Grasshoppers use their ovipositors to force a burrow into the earth to receive the eggs. Cicadas pierce the wood of twigs with their ovipositors to insert the eggs. Sawflies slit the tissues of plants by means of the ovipositor and so do some species of long-horned grasshoppers. In the ichneumon wasp genus Megarhyssa, the females have a slender ovipositor (terebra) several inches long that is used to drill into the wood of tree trunks.[1] These wasps are parasitic in the larval stage on the larvae of horntail wasps, hence the egg must be deposited directly into the host's body as it is feeding. The ovipositors of Megarhyssa are among the longest egg-laying organs (relative to body size) known.[2]

The stingers of the Aculeata (wasps, hornets, bees, and ants) are ovipositors, highly modified and with associated venom glands. They are used to paralyze prey, or as defensive weapons. The penetrating sting plus venom allows the wasp to lay eggs with less risk of injury from the host. In some cases, the injection also introduces virus particles that suppress the host's immune system and prevent it from destroying the eggs.[3] However, in virtually all stinging Hymenoptera, the ovipositor is no longer used for egg-laying. An exception is the family Chrysididae, members of the Hymenoptera, in which species such as Chrysis ignita have reduced stinging apparatus and a functional ovipositor.

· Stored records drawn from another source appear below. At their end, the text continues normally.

//! # mutscreen Core Library
//!
//! A combinatorial mutant generation engine for in-silico mutagenesis screening:
//! given a wild-type sequence, a set of candidate positions, and a substitution-scoring
//! scheme, it enumerates combinations of point substitutions, selects a concrete
//! replacement residue per position, and (for nucleotide inputs) back-translates to a
//! synonymous codon, producing a catalog of mutant variants for an external
//! evolutionary-conservation scorer.
//!
//! ## Architectural Philosophy
//!
//! The library is designed with a strict three-layer architecture to ensure a clear
//! separation of concerns, making it modular, testable, and extensible.
//!
//! - **[`core`]: The Foundation.** Contains stateless data models (sequences, mutants),
//!   the immutable substitution-matrix and codon tables, and file I/O for the text
//!   formats exchanged with the external alignment and scoring tools.
//!
//! - **[`engine`]: The Logic Core.** This layer holds the non-trivial algorithmic
//!   decisions: position-subset enumeration under mandatory-position constraints,
//!   the substituent selection policy, mutant synthesis, and catalog assembly.
//!
//! - **[`workflows`]: The Public API.** The highest-level, user-facing layer. It ties
//!   the `engine` and `core` together to execute a complete screening run from a
//!   wild-type FASTA source to a finished mutant catalog.

pub mod core;
pub mod engine;
pub mod workflows;
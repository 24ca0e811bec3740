//! Mutant synthesis: turning one position subset into a named mutant.

use super::error::EngineError;
use crate::core::codon::backtranslate::{self, CodonPolicy};
use crate::core::matrices::SubstitutionMatrix;
use crate::core::matrices::ranking::RankDirection;
use crate::core::models::mutant::{Edit, Mutant};
use crate::core::models::sequence::{
    DnaSequence, ProteinSequence, dna_from_working_copy, protein_from_working_copy,
};

/// Applies substituent selection to position subsets over one wild type.
///
/// Holds the ranked matrix and the immutable wild-type sequences; every
/// subset starts from a fresh working copy, so synthesis order between
/// subsets cannot leak state.
pub struct Synthesizer<'a> {
    matrix: &'a SubstitutionMatrix,
    direction: RankDirection,
    codon_policy: CodonPolicy,
    protein: &'a ProteinSequence,
    nucleotide: Option<&'a DnaSequence>,
}

impl<'a> Synthesizer<'a> {
    pub fn new(
        matrix: &'a SubstitutionMatrix,
        direction: RankDirection,
        codon_policy: CodonPolicy,
        protein: &'a ProteinSequence,
        nucleotide: Option<&'a DnaSequence>,
    ) -> Self {
        Self {
            matrix,
            direction,
            codon_policy,
            protein,
            nucleotide,
        }
    }

    /// Synthesizes the mutant for one subset of 0-based positions.
    ///
    /// Edits are applied in ascending position order regardless of the
    /// subset's order, so the name's tokens come out sorted.
    pub fn synthesize(&self, subset: &[usize]) -> Result<Mutant, EngineError> {
        let mut ordered = subset.to_vec();
        ordered.sort_unstable();

        let mut protein = self.protein.to_working_copy();
        let mut nucleotide = self.nucleotide.map(DnaSequence::to_working_copy);
        let mut edits = Vec::with_capacity(ordered.len());

        for &position in &ordered {
            let wild = self
                .protein
                .residue(position)
                .ok_or_else(|| EngineError::InvalidPosition {
                    value: (position + 1).to_string(),
                    reason: format!(
                        "wild type is only {} residues long",
                        self.protein.len()
                    ),
                })?;
            let replacement = self.matrix.select_substituent(wild, self.direction)?;
            protein[position] = replacement;

            if let (Some(source), Some(working)) = (self.nucleotide, nucleotide.as_mut()) {
                let original =
                    source
                        .triplet(position)
                        .ok_or_else(|| EngineError::InvalidPosition {
                            value: (position + 1).to_string(),
                            reason: "no codon at this position in the nucleotide input"
                                .to_string(),
                        })?;
                let codon = backtranslate::select_codon(replacement, &original, self.codon_policy)?;
                working[position * 3..position * 3 + 3].copy_from_slice(&codon);
            }

            edits.push(Edit {
                wild,
                position,
                replacement,
            });
        }

        Ok(Mutant {
            name: Mutant::canonical_name(&edits),
            edits,
            protein: protein_from_working_copy(protein),
            nucleotide: nucleotide.map(dna_from_working_copy),
        })
    }
}

#[cfg(test)]
mod tests {
    use super::*;
    use crate::core::matrices::MatrixName;

    fn blosum62() -> SubstitutionMatrix {
        SubstitutionMatrix::load(MatrixName::Blosum62).unwrap()
    }

    mod protein_tests {
        use super::*;

        #[test]
        fn patches_one_position_and_names_the_edit() {
            let matrix = blosum62();
            let wild: ProteinSequence = "MAVLSK".parse().unwrap();
            let synthesizer = Synthesizer::new(
                &matrix,
                RankDirection::Descending,
                CodonPolicy::MinimumEditDistance,
                &wild,
                None,
            );

            let mutant = synthesizer.synthesize(&[0]).unwrap();
            assert_eq!(mutant.name, "M1L");
            assert_eq!(mutant.protein.to_string(), "LAVLSK");
            assert!(mutant.nucleotide.is_none());
        }

        #[test]
        fn applies_edits_in_ascending_position_order() {
            let matrix = blosum62();
            let wild: ProteinSequence = "MAVLSK".parse().unwrap();
            let synthesizer = Synthesizer::new(
                &matrix,
                RankDirection::Descending,
                CodonPolicy::MinimumEditDistance,
                &wild,
                None,
            );

            let mutant = synthesizer.synthesize(&[4, 0]).unwrap();
            assert_eq!(mutant.name, "M1L,S5A");
            assert_eq!(mutant.protein.to_string(), "LAVLAK");
        }

        #[test]
        fn leaves_unlisted_positions_untouched() {
            let matrix = blosum62();
            let wild: ProteinSequence = "MAVLSK".parse().unwrap();
            let synthesizer = Synthesizer::new(
                &matrix,
                RankDirection::Descending,
                CodonPolicy::MinimumEditDistance,
                &wild,
                None,
            );

            let mutant = synthesizer.synthesize(&[2]).unwrap();
            assert_eq!(mutant.name, "V3I");
            assert_eq!(mutant.protein.to_string(), "MAILSK");
        }

        #[test]
        fn rejects_positions_beyond_the_wild_type() {
            let matrix = blosum62();
            let wild: ProteinSequence = "MAV".parse().unwrap();
            let synthesizer = Synthesizer::new(
                &matrix,
                RankDirection::Descending,
                CodonPolicy::MinimumEditDistance,
                &wild,
                None,
            );

            let err = synthesizer.synthesize(&[3]).unwrap_err();
            assert!(matches!(err, EngineError::InvalidPosition { .. }));
        }
    }

    mod nucleotide_tests {
        use super::*;

        #[test]
        fn back_translates_the_edited_codon() {
            let matrix = blosum62();
            // ATG GCT GTC -> MAV
            let dna: DnaSequence = "ATGGCTGTC".parse().unwrap();
            let wild = dna.translate_orf().unwrap();
            let synthesizer = Synthesizer::new(
                &matrix,
                RankDirection::Descending,
                CodonPolicy::MinimumEditDistance,
                &wild,
                Some(&dna),
            );

            let mutant = synthesizer.synthesize(&[2]).unwrap();
            assert_eq!(mutant.name, "V3I");
            let mutated = mutant.nucleotide.unwrap();
            // GTC -> ATC is the single-base route from V to I.
            assert_eq!(mutated.to_string(), "ATGGCTATC");
            assert_eq!(mutated.translate().unwrap().to_string(), "MAI");
        }

        #[test]
        fn mutated_codons_translate_back_to_the_named_replacement() {
            let matrix = blosum62();
            let dna: DnaSequence = "ATGGCTGTCTTGTCTAAA".parse().unwrap();
            let wild = dna.translate_orf().unwrap();
            assert_eq!(wild.to_string(), "MAVLSK");
            let synthesizer = Synthesizer::new(
                &matrix,
                RankDirection::Descending,
                CodonPolicy::MinimumEditDistance,
                &wild,
                Some(&dna),
            );

            let mutant = synthesizer.synthesize(&[0, 2, 4]).unwrap();
            let translated = mutant.nucleotide.unwrap().translate().unwrap();
            assert_eq!(translated, mutant.protein);
        }
    }
}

Fig wasp ovipositors have specialized serrated teeth to penetrate fruits, but gall wasps have either uniform teeth or no teeth on their ovipositors, meaning the morphology of the organ is related to the life history. [4]

Members of the Dipteran (fly) families Tephritidae and Pyrgotidae have well-developed ovipositors that are partly retracted when not in use, with the part that sticks out being the oviscape. Oestridae, another family within Diptera, often have short hairy ovipositors, the species Cuterebra fontinella has one of the shortest within the family.[5]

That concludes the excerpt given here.